That was certainly my opinion as well and I would not have believed it
unless the users showed me two different squeue outputs showing the job running
on a certain node at one point and then a different node later. They claim that
nothing was done to change the job after launching it. Unfortunately I didn't
have any accounting method set up at the time so I will have to wait until if /
when it happens again to look at the detailed history. I will update the threat
if new data emerges.
Thanks,
~Mike C.
-----Original Message-----
From: Moe Jette
[http://lists.schedmd.com/cgi-bin/dada/mail.cgi/r/slurmdev/121929059028/]
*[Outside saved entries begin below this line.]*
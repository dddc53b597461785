// src/ops/reduction/mean.rs

use crate::autograd::builder::build_node;
use crate::autograd::op::OpKind;
use crate::error::GradFlowError;
use crate::ops::arithmetic::mul_op;
use crate::ops::reduction::expand_reduced_grad;
use crate::ops::scalar_const;
use crate::tensor::utils::normalize_axes;
use crate::tensor::Tensor;

/// Number of input elements folded into each output element.
fn reduced_count(shape: &[usize], axes: &[usize]) -> Result<usize, GradFlowError> {
    Ok(normalize_axes(axes, shape.len())?
        .iter()
        .map(|&axis| shape[axis])
        .product())
}

// --- Forward Operation ---

/// Mean of the elements of `a` along `axes` (every axis when empty).
///
/// Reducing zero elements yields NaN.
pub fn mean_op(a: &Tensor, axes: &[usize], keep_dims: bool) -> Result<Tensor, GradFlowError> {
    let value = {
        let guard = a.read_data();
        let n = reduced_count(guard.shape(), axes)? as f64;
        guard.value.sum_axes(axes, keep_dims)?.map(|s| s / n)
    };
    Ok(build_node(
        OpKind::Mean {
            axes: axes.to_vec(),
            keep_dims,
        },
        vec![a.clone()],
        value,
    ))
}

// --- Backward Operation ---

/// Broadcasts the gradient back to the input shape and divides it by the element count.
pub(crate) fn mean_backward(
    grad_output: &Tensor,
    inputs: &[Tensor],
    axes: &[usize],
    keep_dims: bool,
) -> Result<Vec<Option<Tensor>>, GradFlowError> {
    let input = &inputs[0];
    if !input.requires_grad() {
        return Ok(vec![None]);
    }
    let input_shape = input.shape();
    let n = reduced_count(&input_shape, axes)? as f64;
    let spread = expand_reduced_grad(grad_output, &input_shape, axes, keep_dims)?;
    Ok(vec![Some(mul_op(&spread, &scalar_const(1.0 / n))?)])
}

#[cfg(test)]
#[path = "mean_test.rs"]
mod tests;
Sent: Friday, March 22, 2013 12:46 PM
To: slurm-dev; Michael Colonno
Subject: Re: [slurm-dev] Re: node switching / selection
Slurm does not move jobs between nodes without someone explicitly removing
nodes and adding other nodes to the job allocation.
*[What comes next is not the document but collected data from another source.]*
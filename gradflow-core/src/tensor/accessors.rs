// src/tensor/accessors.rs

use crate::buffer::Buffer;
use crate::error::GradFlowError;
use crate::tensor::Tensor;

impl Tensor {
    /// Returns a clone of the tensor's shape.
    pub fn shape(&self) -> Vec<usize> {
        self.read_data().shape().to_vec()
    }

    pub fn rank(&self) -> usize {
        self.read_data().shape().len()
    }

    pub fn numel(&self) -> usize {
        self.read_data().numel()
    }

    /// Returns a copy of the forward value.
    pub fn value(&self) -> Buffer {
        self.read_data().value.clone()
    }

    /// Returns a copy of the flat row-major data.
    pub fn to_vec(&self) -> Vec<f64> {
        self.read_data().value.data().to_vec()
    }

    /// Extracts the value of a one-element tensor.
    pub fn item(&self) -> Result<f64, GradFlowError> {
        self.read_data().value.item()
    }

    /// Reads the element at a multi-dimensional index.
    pub fn get(&self, index: &[usize]) -> Result<f64, GradFlowError> {
        self.read_data().value.get(index)
    }

    /// A leaf has no parents: it was created by the user or built without tracking.
    pub fn is_leaf(&self) -> bool {
        self.read_data().is_leaf()
    }

    /// Name of the operation that produced this node (`"leaf"` for leaves).
    pub fn op_name(&self) -> &'static str {
        self.read_data().op_label
    }

    /// Handles to the operands this node was computed from.
    pub fn parents(&self) -> Vec<Tensor> {
        self.read_data().parents.clone()
    }
}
Quoting Michael Colonno <[email protected]>:
> This was seen with –N 1, restricting to one node. I’m not
> even certain what to call this feature / issue.
>
>
>
> Thanks,
>
> ~Mike C.
>
>
>
> From: David Bigagli
> [http://lists.schedmd.com/cgi-bin/dada/mail.cgi/r/slurmdev/995718609080/
> 5/]
> Sent: Friday, March 22, 2013 9:42 AM
> To: slurm-dev
> Subject: [slurm-dev] Re: node switching / selection
>
>
>
> Is it possible the job runs on several nodes, say -N 3, then one node
> is lost so it ends up running on 2 nodes only? Such a job should have
> been submitted with ---no-kill.
>
>
>
> /David
>
> On Fri, Mar 22, 2013 at 4:06 PM, Michael Colonno
> <[email protected]
> <http://lists.schedmd.com/cgi-bin/dada/mail.cgi/r/slurmdev/468717416052/> >
> wrote:
>
>
> Actually did mean node below. The job launched on a node and
> then, with no user input, later appeared to be running (or trying to
> run) on a different node. This is rare but happens from time to
> time. I'm not sure if this is the default scheduling algorithm
> trying make things fit better.
>
> Cheers,
> ~Mike C.
>
>
> -----Original Message-----
> From: Marcin Stolarek
> [http://lists.schedmd.com/cgi-bin/dada/mail.cgi/r/slurmdev/983453023251/
> <http://lists.schedmd.com/cgi-bin/dada/mail.cgi/r/slurmdev/418469732284/>
> ]
> Sent: Friday, March 22, 2013 1:43 AM
> To: slurm-dev
> Subject: [slurm-dev] Re: node switching / selection
>
>
> 2013/3/22 Michael Colonno <[email protected]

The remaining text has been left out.